MJM began as an interactive online platform celebrating Montreal’s Jewish history and culture, geared to a younger tech-savvy audience.
In 2016 MJM opened a physical location, on St. Laurent Boulevard in the heart of the old Jewish district. Its centerpiece was the food counter Fletcher’s, and The Wandering Chew, a cooking workshop series, both showcasing ethnic Jewish cuisines with a modern twist.
In time, a food tour was added to MJM’s popular walks through historic Jewish sites.
The pandemic forced the closure of the MJM premises and suspension of the tours in March of last year. The news got worse: the following June, the landlord did not renew MJM’s lease.
Its youthful team has carried on with online programming, including food-related events, concerts and art exhibitions, as well as virtual tours. A micro-grant program for emerging young Jewish artists has been highly successful.
But MJM’s financial situation has become precarious. Although a limited number of tours have resumed, participation is “definitely not what it was before the pandemic,” said Moses.

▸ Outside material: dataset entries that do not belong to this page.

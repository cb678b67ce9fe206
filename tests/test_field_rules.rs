//! Integration tests for field rules loaded from rule sets.

use ocr_tables::config::RuleSet;
use ocr_tables::document::{Document, GridPosition, Page, Token};
use ocr_tables::geometry::BoundingBox;
use ocr_tables::Error;

fn invoice() -> Document {
    let mut doc = Document::new(Page::new(1000.0, 1400.0));
    let lines = [
        ("CUIT: 30-71234567-8", 50.0, 80.0),
        ("IVA: Responsable Inscripto", 50.0, 120.0),
        ("Fecha de Emision: 10/04/2024", 600.0, 80.0),
        ("CUIT: 20-12345678-9", 50.0, 500.0),
        ("IVA: Consumidor Final", 50.0, 540.0),
        ("CAE Vto: 20/04/2024", 600.0, 1300.0),
    ];
    for (text, x, y) in lines {
        let bbox = BoundingBox::from_coords(x, y, x + 300.0, y + 20.0);
        doc.grid
            .insert(GridPosition::new(x as i64, y as i64), Token::new(text, bbox))
            .unwrap();
    }
    doc
}

#[test]
fn test_provider_and_client_fields() {
    let rules = RuleSet::from_json(
        r#"{
            "fields": [
                { "label": "cuitProveedor", "pattern": "CUIT: ([0-9-]+)", "filter": { "name": "topFirst" } },
                { "label": "cuitCliente", "pattern": "CUIT: ([0-9-]+)", "filter": { "name": "bottomFirst" } },
                { "label": "fechas", "pattern": "([0-9]{2}/[0-9]{2}/[0-9]{4})" },
                {
                    "label": "ivaProveedor",
                    "pattern": "IVA: (.*)",
                    "filter": {
                        "name": "section",
                        "coordinates": {
                            "begin": "beginOfDocument",
                            "end": {
                                "x": "endOfDocument",
                                "y": { "type": "relative", "to": "endOfDocument", "percentage": 20 }
                            }
                        }
                    }
                }
            ]
        }"#,
    )
    .unwrap();

    let doc = invoice();
    let result = rules.compile(&doc.page).unwrap().apply(&doc);

    assert_eq!(result.fields["cuitProveedor"], vec!["30-71234567-8"]);
    assert_eq!(result.fields["cuitCliente"], vec!["20-12345678-9"]);
    assert_eq!(result.fields["fechas"], vec!["10/04/2024", "20/04/2024"]);
    assert_eq!(result.fields["ivaProveedor"], vec!["Responsable Inscripto"]);

    let labels: Vec<&str> = result.fields.keys().map(String::as_str).collect();
    assert_eq!(labels, vec!["cuitProveedor", "cuitCliente", "fechas", "ivaProveedor"]);
}

#[test]
fn test_unmatched_field_is_empty() {
    let rules = RuleSet::from_json(r#"{ "fields": [ { "label": "remito", "pattern": "Remito: (.*)" } ] }"#)
        .unwrap();
    let doc = invoice();
    let result = rules.compile(&doc.page).unwrap().apply(&doc);
    assert!(result.fields["remito"].is_empty());
}

#[test]
fn test_invalid_definitions_fail_at_compile() {
    let page = Page::new(100.0, 100.0);

    let bad_regex = RuleSet::from_json(r#"{ "fields": [ { "label": "x", "pattern": "([0-9]" } ] }"#).unwrap();
    assert!(matches!(bad_regex.compile(&page), Err(Error::InvalidPattern { .. })));

    let bad_section = RuleSet::from_json(
        r#"{ "fields": [ { "label": "x", "pattern": "(x)", "filter": {
            "name": "section",
            "coordinates": { "begin": "beginOfDocument", "end": "middleOfDocument" }
        } } ] }"#,
    )
    .unwrap();
    assert!(matches!(bad_section.compile(&page), Err(Error::InvalidRule { .. })));
}
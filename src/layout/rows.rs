//! Row clustering by vertical band overlap.
//!
//! Greedy single-linkage per seed: the top-most remaining token seeds a row and
//! one pass over the pool pulls in every token whose y-extent overlaps the
//! seed's. Tokens that only overlap another row member, and not the seed, are
//! left for a later row.

use crate::document::Token;
use crate::geometry::horizontal_overlap_ratio;

/// Partition tokens into rows.
///
/// Rows come back sorted by the top edge of their seed token, and each row's
/// tokens are ordered left to right. Every input token ends up in exactly one
/// row.
///
/// # Examples
///
/// ```
/// use ocr_tables::document::Token;
/// use ocr_tables::geometry::BoundingBox;
/// use ocr_tables::layout::rows::cluster_rows;
///
/// let tokens = vec![
///     Token::new("2", BoundingBox::from_coords(100.0, 31.0, 110.0, 45.0)),
///     Token::new("Qty", BoundingBox::from_coords(100.0, 0.0, 130.0, 14.0)),
///     Token::new("A1", BoundingBox::from_coords(0.0, 30.0, 20.0, 44.0)),
///     Token::new("Code", BoundingBox::from_coords(0.0, 1.0, 40.0, 15.0)),
/// ];
///
/// let rows = cluster_rows(tokens);
/// let texts: Vec<Vec<&str>> = rows
///     .iter()
///     .map(|row| row.iter().map(|t| t.text.as_str()).collect())
///     .collect();
/// assert_eq!(texts, vec![vec!["Code", "Qty"], vec!["A1", "2"]]);
/// ```
pub fn cluster_rows(mut pool: Vec<Token>) -> Vec<Vec<Token>> {
    pool.sort_by(|a, b| a.bounding_box.top().total_cmp(&b.bounding_box.top()));

    let mut rows: Vec<Vec<Token>> = Vec::new();

    while !pool.is_empty() {
        let seed = pool.remove(0);
        let seed_box = seed.bounding_box;
        let mut row = vec![seed];

        // index is not advanced on a match: the next candidate slides into place
        let mut index = 0;
        while index < pool.len() {
            if horizontal_overlap_ratio(&seed_box, &pool[index].bounding_box) > 0.0 {
                row.push(pool.remove(index));
            } else {
                index += 1;
            }
        }

        rows.push(row);
    }

    rows.sort_by(|a, b| a[0].bounding_box.top().total_cmp(&b[0].bounding_box.top()));

    for row in &mut rows {
        row.sort_by(|a, b| a.bounding_box.left().total_cmp(&b.bounding_box.left()));
    }

    log::debug!("clustered tokens into {} rows", rows.len());

    rows
}
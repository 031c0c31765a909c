//! Device State Tracker
//!
//! Answers questions about the live state of the keyboard and of the opened
//! joystick, and owns the joystick handle. Every query is side-effect free and
//! falls back to a neutral answer when no joystick is open.

use crate::input::direction::Direction8;
use crate::input::keys::{KeyModifiers, KeyboardKey};
use crate::input::platform::{JoystickHandle, Platform};
use crate::input::raw::AxisState;
use tracing::{debug, info, warn};

/// Live device state on top of a platform backend
///
/// The joystick handle is closed when support is disabled, on
/// [`shutdown`](DeviceTracker::shutdown), and at the latest when the tracker is
/// dropped.
pub struct DeviceTracker<P: Platform> {
    platform: P,
    joypad_enabled: bool,
    joystick: Option<JoystickHandle>,
    press_threshold: u16,
}

impl<P: Platform> DeviceTracker<P> {
    /// Creates a tracker with joystick support disabled
    pub fn new(platform: P, press_threshold: u16) -> Self {
        Self {
            platform,
            joypad_enabled: false,
            joystick: None,
            press_threshold,
        }
    }

    pub fn platform(&self) -> &P {
        &self.platform
    }

    pub fn platform_mut(&mut self) -> &mut P {
        &mut self.platform
    }

    pub(crate) fn set_press_threshold(&mut self, press_threshold: u16) {
        self.press_threshold = press_threshold;
    }

    pub fn is_shift_down(&self) -> bool {
        self.platform.key_modifiers().contains(KeyModifiers::SHIFT)
    }

    pub fn is_control_down(&self) -> bool {
        self.platform.key_modifiers().contains(KeyModifiers::CTRL)
    }

    pub fn is_alt_down(&self) -> bool {
        self.platform.key_modifiers().contains(KeyModifiers::ALT)
    }

    pub fn is_caps_lock_on(&self) -> bool {
        self.platform.key_modifiers().contains(KeyModifiers::CAPS_LOCK)
    }

    pub fn is_num_lock_on(&self) -> bool {
        self.platform.key_modifiers().contains(KeyModifiers::NUM_LOCK)
    }

    /// Returns whether the key is physically held right now
    pub fn is_key_down(&self, key: KeyboardKey) -> bool {
        self.platform.is_key_down(key)
    }

    /// Returns whether joystick support is on (possibly with nothing plugged)
    pub fn is_joypad_enabled(&self) -> bool {
        self.joypad_enabled
    }

    /// Handle of the opened joystick, if any
    pub fn joystick(&self) -> Option<JoystickHandle> {
        self.joystick
    }

    /// Turns joystick support on or off
    ///
    /// Enabling opens the first attached device if there is one; disabling
    /// closes the open device. Setting the current value again does nothing.
    pub fn set_joypad_enabled(&mut self, enabled: bool) {
        if enabled == self.joypad_enabled {
            debug!("Joypad support already {}", on_off(enabled));
            return;
        }

        self.joypad_enabled = enabled;
        self.close_joystick();

        if !enabled {
            info!("Joypad support disabled");
            return;
        }

        let count = self.platform.joystick_count();
        if count == 0 {
            info!("Joypad support enabled, no joystick plugged");
            return;
        }

        match self.platform.open_joystick(0) {
            Some(handle) => {
                info!(
                    "Joypad support enabled, opened joystick {:?} ({} attached)",
                    handle, count
                );
                self.joystick = Some(handle);
            }
            None => {
                warn!("Failed to open joystick 0, continuing without joystick");
            }
        }
    }

    /// Returns whether a joystick button is held right now
    pub fn is_joypad_button_down(&self, button: u8) -> bool {
        match self.joystick {
            Some(handle) => self.platform.joystick_button(handle, button),
            None => false,
        }
    }

    /// Live state of a joystick axis, `Centered` without a joystick
    pub fn get_joypad_axis_state(&self, axis: u8) -> AxisState {
        match self.joystick {
            Some(handle) => AxisState::classify(
                self.platform.joystick_axis(handle, axis),
                self.press_threshold,
            ),
            None => AxisState::Centered,
        }
    }

    /// Live direction of a joystick hat, `None` if centered or without a joystick
    pub fn get_joypad_hat_direction(&self, hat: u8) -> Option<Direction8> {
        self.joystick
            .and_then(|handle| self.platform.joystick_hat(handle, hat).direction())
    }

    /// Closes the open joystick, if any
    pub fn shutdown(&mut self) {
        self.close_joystick();
    }

    fn close_joystick(&mut self) {
        if let Some(handle) = self.joystick.take() {
            self.platform.close_joystick(handle);
            info!("Closed joystick {:?}", handle);
        }
    }
}

impl<P: Platform> Drop for DeviceTracker<P> {
    fn drop(&mut self) {
        self.close_joystick();
    }
}

fn on_off(enabled: bool) -> &'static str {
    if enabled {
        "enabled"
    } else {
        "disabled"
    }
}

#[cfg(test)]
mod tests {
    use super::*;
    use crate::backend::memory::MemoryPlatform;
    use crate::input::raw::HatPosition;

    #[test]
    fn modifiers_come_from_live_state() {
        let mut platform = MemoryPlatform::new();
        platform.set_modifiers(KeyModifiers::SHIFT | KeyModifiers::CAPS_LOCK);
        let tracker = DeviceTracker::new(platform, 10000);

        assert!(tracker.is_shift_down());
        assert!(tracker.is_caps_lock_on());
        assert!(!tracker.is_control_down());
        assert!(!tracker.is_alt_down());
        assert!(!tracker.is_num_lock_on());
    }

    #[test]
    fn enabling_without_devices_is_neutral() {
        let mut tracker = DeviceTracker::new(MemoryPlatform::new(), 10000);
        tracker.set_joypad_enabled(true);

        assert!(tracker.is_joypad_enabled());
        assert_eq!(tracker.joystick(), None);
        assert!(!tracker.is_joypad_button_down(0));
        assert_eq!(tracker.get_joypad_axis_state(0), AxisState::Centered);
        assert_eq!(tracker.get_joypad_hat_direction(0), None);
    }

    #[test]
    fn refused_open_leaves_support_on_without_a_joystick() {
        let mut platform = MemoryPlatform::new();
        let index = platform.attach_joystick();
        platform.set_joystick_button(index, 1, true);
        platform.set_joystick_axis(index, 0, 20000);
        platform.refuse_open(true);
        let mut tracker = DeviceTracker::new(platform, 10000);

        tracker.set_joypad_enabled(true);
        assert!(tracker.is_joypad_enabled());
        assert_eq!(tracker.joystick(), None);
        assert!(!tracker.is_joypad_button_down(1));
        assert_eq!(tracker.get_joypad_axis_state(0), AxisState::Centered);
        assert_eq!(tracker.platform().open_count(), 0);

        tracker.platform_mut().refuse_open(false);
        tracker.set_joypad_enabled(false);
        tracker.set_joypad_enabled(true);
        assert_eq!(tracker.joystick(), Some(JoystickHandle(0)));
        assert!(tracker.is_joypad_button_down(1));
        assert_eq!(tracker.get_joypad_axis_state(0), AxisState::Positive);
        assert_eq!(tracker.platform().open_count(), 1);
    }

    #[test]
    fn enabling_twice_opens_once() {
        let mut tracker = DeviceTracker::new(MemoryPlatform::with_joysticks(2), 10000);
        tracker.set_joypad_enabled(true);
        let first = tracker.joystick();
        tracker.set_joypad_enabled(true);

        assert_eq!(tracker.joystick(), first);
        assert_eq!(first, Some(JoystickHandle(0)));
        assert_eq!(tracker.platform().open_count(), 1);
        assert_eq!(tracker.platform().open_calls(), 1);
    }

    #[test]
    fn disabling_closes_the_device() {
        let mut tracker = DeviceTracker::new(MemoryPlatform::with_joysticks(1), 10000);
        tracker.set_joypad_enabled(true);
        tracker.set_joypad_enabled(false);

        assert!(!tracker.is_joypad_enabled());
        assert_eq!(tracker.joystick(), None);
        assert_eq!(tracker.platform().open_count(), 0);
    }

    #[test]
    fn live_joystick_queries() {
        let mut platform = MemoryPlatform::with_joysticks(1);
        platform.set_joystick_button(0, 3, true);
        platform.set_joystick_axis(0, 1, -20000);
        platform.set_joystick_axis(0, 0, 4000);
        platform.set_joystick_hat(0, 0, HatPosition::LeftUp);
        let mut tracker = DeviceTracker::new(platform, 10000);

        assert!(!tracker.is_joypad_button_down(3));
        tracker.set_joypad_enabled(true);

        assert!(tracker.is_joypad_button_down(3));
        assert!(!tracker.is_joypad_button_down(4));
        assert_eq!(tracker.get_joypad_axis_state(1), AxisState::Negative);
        assert_eq!(tracker.get_joypad_axis_state(0), AxisState::Centered);
        assert_eq!(tracker.get_joypad_hat_direction(0), Some(Direction8::UpLeft));
    }

    #[test]
    fn drop_closes_the_device() {
        let platform = MemoryPlatform::with_joysticks(1);
        let open_devices = platform.open_device_counter();
        {
            let mut tracker = DeviceTracker::new(platform, 10000);
            tracker.set_joypad_enabled(true);
            assert_eq!(open_devices.get(), 1);
        }
        assert_eq!(open_devices.get(), 0);
    }
}
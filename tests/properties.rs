use padflow::backend::MemoryPlatform;
use padflow::input::{JoystickHandle, Suppression};
use padflow::{AxisState, InputContext, KeyboardKey, RawSample};
use proptest::prelude::*;

fn joypad_context() -> InputContext<MemoryPlatform> {
    let mut context = InputContext::new(MemoryPlatform::with_joysticks(1));
    context.set_joypad_enabled(true);
    context
}

fn ambiguous_value() -> impl Strategy<Value = i16> {
    prop_oneof![1001i16..10000, -9999i16..-1000]
}

fn decisive_value() -> impl Strategy<Value = i16> {
    prop_oneof![10000i16..=i16::MAX, i16::MIN..=-10000i16]
}

fn any_key() -> impl Strategy<Value = KeyboardKey> {
    prop::sample::select(KeyboardKey::ALL.to_vec())
}

proptest! {
    #[test]
    fn ambiguous_values_never_change_the_state(
        axis in 0u8..6,
        first in decisive_value(),
        noise in prop::collection::vec(ambiguous_value(), 1..20),
    ) {
        let mut context = joypad_context();
        context.platform_mut().push_sample(RawSample::axis(axis, first));
        prop_assert!(context.next_event().unwrap().is_valid());
        let recorded = context.axis_state(axis);

        for value in noise {
            context.platform_mut().push_sample(RawSample::axis(axis, value));
            let event = context.next_event().unwrap();
            prop_assert_eq!(event.suppression(), Some(Suppression::AxisDeadband));
            prop_assert_eq!(context.axis_state(axis), recorded);
        }
    }

    #[test]
    fn decisive_values_follow_the_sign(axis in 0u8..6, value in decisive_value()) {
        let mut context = joypad_context();
        context.platform_mut().push_sample(RawSample::axis(axis, value));
        context.platform_mut().push_sample(RawSample::axis(axis, value));

        let first = context.next_event().unwrap();
        let second = context.next_event().unwrap();
        let expected = if value > 0 { AxisState::Positive } else { AxisState::Negative };

        prop_assert!(first.is_valid());
        prop_assert_eq!(first.get_joypad_axis_state(), expected);
        prop_assert_eq!(second.suppression(), Some(Suppression::AxisUnchanged));
        prop_assert_eq!(context.axis_state(axis), expected);
    }

    #[test]
    fn presses_of_keys_not_held_are_stale(keys in prop::collection::vec(any_key(), 1..10)) {
        let mut context = InputContext::new(MemoryPlatform::new());
        for key in &keys {
            context.platform_mut().push_sample(RawSample::key_down(*key));
        }

        while let Some(event) = context.next_event() {
            prop_assert_eq!(event.suppression(), Some(Suppression::KeyNotHeld));
            prop_assert!(!event.is_pressed());
        }
        prop_assert_eq!(context.keys_pressed().count(), 0);
    }

    #[test]
    fn known_keys_match_held_keys(
        actions in prop::collection::vec((any_key(), any::<bool>()), 0..40),
    ) {
        let mut context = InputContext::new(MemoryPlatform::new());
        for (key, press) in &actions {
            if *press {
                context.platform_mut().press_key(*key);
            } else {
                context.platform_mut().release_key(*key);
            }
        }
        while context.next_event().is_some() {}

        let mut known: Vec<KeyboardKey> = context.keys_pressed().collect();
        known.sort();
        let mut held: Vec<KeyboardKey> = KeyboardKey::ALL
            .iter()
            .copied()
            .filter(|key| context.devices().is_key_down(*key))
            .collect();
        held.sort();
        prop_assert_eq!(known, held);
    }

    #[test]
    fn enabling_is_idempotent(times in 1usize..5) {
        let mut context = InputContext::new(MemoryPlatform::with_joysticks(2));
        for _ in 0..times {
            context.set_joypad_enabled(true);
        }
        prop_assert_eq!(context.devices().joystick(), Some(JoystickHandle(0)));
        prop_assert_eq!(context.platform().open_count(), 1);
        prop_assert_eq!(context.platform().open_calls(), 1);
    }
}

Pre-pandemic, ticket and food sales and facility rentals represented about 30 per cent of the annual budget, and its most stable component, said Moses. Federal and other government grants for projects typically amounted to 10-15 percent and private donations 50-60 percent.
Despite the setback, Moses is confident about the future. “We have been searching for a new space and hope to have good news soon, even this summer, but we would not open until 2022.”
“We’re not going to give up. Our staff and board are looking forward to launching an exciting new chapter in MJM’s story, led by young adults and filled with connection and creativity.”
The virtual benefit A Gourmet City takes place July 13 from 7:30-8:30 p.m. via Zoom with Ruth Reichl and Adam Gollner, a guest editor of Gourmet Magazine’s 2006 Montreal issue, in conversation with Lara Rabinovitch, whose PhD research included Montreal’s Jewish culinary history. General admission is $180 per household ($36 for those under age 36). Higher donor categories include a box of kosher macarons, gift items selected by Reichl, and a meet-and-greet with Reichl after the main event.